Scalping is even easier to misread. It often follows mower tracks, high spots, or uneven grade. The grass looks shaved too short, not infected. Torn tips, exposed stems, and a pattern that matches the mower path point to mechanical stress, not fungus.

A simple rule helps: small spots plus clear leaf lesions suggest dollar spot, while large circles, mower lines, or a green urine ring point somewhere else.

If your lawn has bumpy clay high spots that keep getting cut too low, that problem may be feeding the stress. In that case, lawn leveling for Bermuda and Zoysia in Atlanta can help reduce repeat scalping.

What actually helps, cultural fixes first, then fungicides if needed

Dollar spot loves a lawn that's hungry, damp, and stressed. So the first move is not panic spraying. It's fixing the setup that keeps inviting it back.

Start with morning-only irrigation . Water deeply, then let the leaf dry fast. Evening watering is like leaving the porch light on for fungus. In Atlanta, long dew periods already do enough damage, so don't add extra nighttime moisture.

Next, check mowing height. Bermuda and Zoysia both suffer when cut too low, especially during summer stress or spring transition. Use a sharp blade, avoid scalping, and keep the height steady. A lawn that's cut clean and not rushed has a better shot at growing through minor damage.

Nitrogen matters more than many homeowners expect. Dollar spot often flares when turf is underfed. That doesn't mean dumping fertilizer in one heavy shot. It means restoring balance. If your lawn care timing has been off, this Atlanta fertilizer schedule for Bermuda Zoysia is a useful baseline.
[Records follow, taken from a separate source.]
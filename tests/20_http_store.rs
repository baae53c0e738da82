mod common;

use account_connector::filter::FilterData;
use account_connector::store::{FaultPoint, StoreError};
use account_connector::ConnectorError;
use anyhow::Result;
use serde_json::json;

#[tokio::test]
async fn crud_over_http() -> Result<()> {
    let remote = common::FakeRemote::spawn().await?;
    let connector = remote.connector()?;

    let id = connector
        .create(common::record(json!({
            "givenName": "Randall",
            "surname": "Degges",
            "email": "Randall@Example.com",
            "password": "Changeme1!",
            "favoriteColor": "blue"
        })))
        .await?;

    let found = connector.find(&id).await?;
    assert_eq!(found.id.as_deref(), Some(id.as_str()));
    assert_eq!(found.email.as_deref(), Some("randall@example.com"));
    assert!(found.custom_data.is_none(), "custom data must be absent when not expanded");

    let expanded = connector.find_with(&id, &["customData".to_string()]).await?;
    assert_eq!(expanded.custom_data.unwrap()["favoriteColor"], json!("blue"));

    assert!(connector.save(common::record(json!({ "id": id, "surname": "D", "level": 2 }))).await?);
    let saved = connector.find_with(&id, &["customData".to_string()]).await?;
    assert_eq!(saved.surname.as_deref(), Some("D"));
    assert_eq!(saved.given_name.as_deref(), Some("Randall"));
    let custom_data = saved.custom_data.unwrap();
    assert_eq!(custom_data["level"], json!(2));
    assert_eq!(custom_data["favoriteColor"], json!("blue"));

    assert_eq!(connector.count(FilterData::default()).await?, 1);
    assert_eq!(connector.destroy_all(FilterData::default()).await?, 1);
    assert!(!connector.exists(&id).await?);
    Ok(())
}

#[tokio::test]
async fn query_pages_through_http_collection() -> Result<()> {
    let remote = common::FakeRemote::spawn().await?;
    let mut config = remote.config();
    config.page_size = 3;
    let connector = account_connector::AccountConnector::initialize(config)?;

    let records = (0..7)
        .map(|i| common::person("Page", &format!("Member{}", i), &format!("member{}@example.com", i)))
        .collect();
    connector.create_many(records).await?;

    let all = connector.all(FilterData::default()).await?;
    assert_eq!(all.len(), 7);

    let filter: FilterData = serde_json::from_value(json!({ "where": { "surname": "Member4" } }))?;
    let matched = connector.all(filter).await?;
    assert_eq!(matched.len(), 1);
    assert_eq!(matched[0].email.as_deref(), Some("member4@example.com"));
    Ok(())
}

#[tokio::test]
async fn authenticate_over_http() -> Result<()> {
    let remote = common::FakeRemote::spawn().await?;
    let connector = remote.connector()?;
    let id = connector.create(common::person("Ann", "Lee", "ann@example.com")).await?;

    let record = connector.authenticate("ann@example.com", "Changeme1!").await?;
    assert_eq!(record.id.as_deref(), Some(id.as_str()));

    let err = connector.authenticate("ann@example.com", "wrong").await.unwrap_err();
    assert!(matches!(err, ConnectorError::RemoteClient { status: 400, .. }), "unexpected error: {err:?}");
    Ok(())
}

#[tokio::test]
async fn remote_statuses_map_to_error_kinds() -> Result<()> {
    let remote = common::FakeRemote::spawn().await?;
    let connector = remote.connector()?;

    assert!(connector.find("does-not-exist").await.unwrap_err().is_not_found());

    connector.create(common::person("Ann", "Lee", "ann@example.com")).await?;
    let duplicate = connector.create(common::person("Ann", "Lee", "ANN@example.com")).await.unwrap_err();
    assert!(matches!(duplicate, ConnectorError::RemoteClient { status: 409, .. }), "unexpected error: {duplicate:?}");

    remote.store.fail(FaultPoint::GetAccount, StoreError::from_status(500, "boom"));
    let err = connector.exists("anything").await.unwrap_err();
    assert!(matches!(err, ConnectorError::RemoteServer { status: 500, .. }), "unexpected error: {err:?}");
    Ok(())
}

#[tokio::test]
async fn ids_outside_the_accounts_collection_are_rejected() -> Result<()> {
    let remote = common::FakeRemote::spawn().await?;
    let connector = remote.connector()?;
    connector.create(common::person("Ann", "Lee", "ann@example.com")).await?;

    for id in ["../applications/test", "..", "x%2F..%2Fapplications%2Ftest", "x?expand=customData"] {
        let err = connector.find(id).await.unwrap_err();
        assert!(matches!(err, ConnectorError::Validation(_)), "unexpected error for {id}: {err:?}");
        assert!(!connector.exists(id).await?, "{id} must not resolve to a resource");
    }

    let escaped = json!({ "id": "../applications/test", "givenName": "Mallory", "email": "mallory@example.com" });
    let err = connector.save(common::record(escaped.clone())).await.unwrap_err();
    assert!(matches!(err, ConnectorError::Validation(_)), "unexpected error: {err:?}");
    let err = connector.update_or_create(common::record(escaped)).await.unwrap_err();
    assert!(matches!(err, ConnectorError::Validation(_)), "unexpected error: {err:?}");

    assert_eq!(connector.count(FilterData::default()).await?, 1);
    Ok(())
}

#[tokio::test]
async fn wrong_credentials_fail_to_connect() -> Result<()> {
    let remote = common::FakeRemote::spawn().await?;
    let mut config = remote.config();
    config.api_key_secret = "not-the-secret".into();
    let connector = account_connector::AccountConnector::initialize(config)?;

    let err = connector.count(FilterData::default()).await.unwrap_err();
    assert!(matches!(err, ConnectorError::Connection(_)), "unexpected error: {err:?}");
    Ok(())
}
Thatch, poor airflow, and shade also raise pressure. Thin tree canopies where practical, trim dense shrubs near the lawn edge, and reduce thatch during the proper growing window. Zoysia, in particular, can hold moisture low in the canopy like a damp sponge.

If the disease keeps spreading after those corrections, a labeled fungicide may be worth using. Homeowners often see products built around active ingredients such as chlorothalonil or propiconazole for dollar spot. Keep the approach high level and safe: follow the label exactly , rotate modes of action when repeat treatments are needed, and check Georgia extension guidance if you're unsure. Don't guess your way through a fungicide program.

In many cases, recovery starts once the lawn resumes healthy growth. Bermuda often fills faster. Zoysia usually needs more patience.

Conclusion

Atlanta dollar spot is common, but it's also manageable when you diagnose it early and stop feeding the conditions that favor it. Small spots, hourglass lesions, morning moisture, and low nitrogen usually tell the story. Fix watering, mowing, airflow, thatch, and fertility first, then use a labeled fungicide only when the disease keeps advancing. A lawn that dries faster and grows steadily is much harder for dollar spot to push around.